- Supplied records -
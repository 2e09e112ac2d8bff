//! Audit trail for registry mutations.
//!
//! Each vhost holds an [`AuditSink`] injected at construction time. Successful
//! mutations of the user, channel, and vhost registries are reported as
//! [`AuditEvent`]s and rendered as lines of the form
//! `vhost[<path>]: <EVENT> key='value' ...`.

use parking_lot::Mutex;
use std::fmt;
use tracing::info;

/// A successful registry mutation.
#[derive(Debug, Clone, PartialEq, Eq)]
pub enum AuditEvent {
    AddUser { name: String, permission: u32 },
    DeleteUser { name: String },
    SetUserPermission { name: String, permission: u32 },
    CreateChannel { name: String },
    AddVhost,
    DeleteVhost,
}

impl AuditEvent {
    /// Event name as it appears in the audit line.
    pub fn name(&self) -> &'static str {
        match self {
            Self::AddUser { .. } => "ADD_USER",
            Self::DeleteUser { .. } => "DELETE_USER",
            Self::SetUserPermission { .. } => "SET_USER_PERMISSION",
            Self::CreateChannel { .. } => "CREATE_CHANNEL",
            Self::AddVhost => "ADD_VHOST",
            Self::DeleteVhost => "DELETE_VHOST",
        }
    }
}

impl fmt::Display for AuditEvent {
    fn fmt(&self, f: &mut fmt::Formatter<'_>) -> fmt::Result {
        f.write_str(self.name())?;
        match self {
            Self::AddUser { name, permission } | Self::SetUserPermission { name, permission } => {
                write!(f, " name='{name}' permission={permission}")
            }
            Self::DeleteUser { name } | Self::CreateChannel { name } => write!(f, " name='{name}'"),
            Self::AddVhost | Self::DeleteVhost => Ok(()),
        }
    }
}

/// Render the full audit line for a vhost.
pub fn audit_line(vhost: &str, event: &AuditEvent) -> String {
    format!("vhost[{vhost}]: {event}")
}

/// Sink receiving audit events.
pub trait AuditSink: Send + Sync {
    /// Called after a registry mutation succeeded.
    fn record(&self, vhost: &str, event: &AuditEvent);
}

/// Default sink: emits each line as an `info` event on the
/// `slbroker::audit` target.
#[derive(Debug, Default, Clone, Copy)]
pub struct TracingAudit;

impl AuditSink for TracingAudit {
    fn record(&self, vhost: &str, event: &AuditEvent) {
        info!(
            target: "slbroker::audit",
            vhost = %vhost,
            event = event.name(),
            "{}",
            audit_line(vhost, event)
        );
    }
}

/// Sink keeping every line in memory.
#[derive(Debug, Default)]
pub struct RecordingAudit {
    lines: Mutex<Vec<String>>,
}

impl RecordingAudit {
    pub fn new() -> Self {
        Self::default()
    }

    /// All lines recorded so far.
    pub fn lines(&self) -> Vec<String> {
        self.lines.lock().clone()
    }

    /// Whether a line containing every fragment was recorded.
    pub fn contains(&self, fragments: &[&str]) -> bool {
        self.lines
            .lock()
            .iter()
            .any(|line| fragments.iter().all(|f| line.contains(f)))
    }
}

impl AuditSink for RecordingAudit {
    fn record(&self, vhost: &str, event: &AuditEvent) {
        self.lines.lock().push(audit_line(vhost, event));
    }
}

- Try it -
Could you reproduce, exactly, every line above from the line with "receiving audit events." to the line with "pub struct RecordingAudit", and no other line? Both ends count.

- Response area -
/// Sink receiving audit events.
pub trait AuditSink: Send + Sync {
    /// Called after a registry mutation succeeded.
    fn record(&self, vhost: &str, event: &AuditEvent);
}

/// Default sink: emits each line as an `info` event on the
/// `slbroker::audit` target.
#[derive(Debug, Default, Clone, Copy)]
pub struct TracingAudit;

impl AuditSink for TracingAudit {
    fn record(&self, vhost: &str, event: &AuditEvent) {
        info!(
            target: "slbroker::audit",
            vhost = %vhost,
            event = event.name(),
            "{}",
            audit_line(vhost, event)
        );
    }
}

/// Sink keeping every line in memory.
#[derive(Debug, Default)]
pub struct RecordingAudit {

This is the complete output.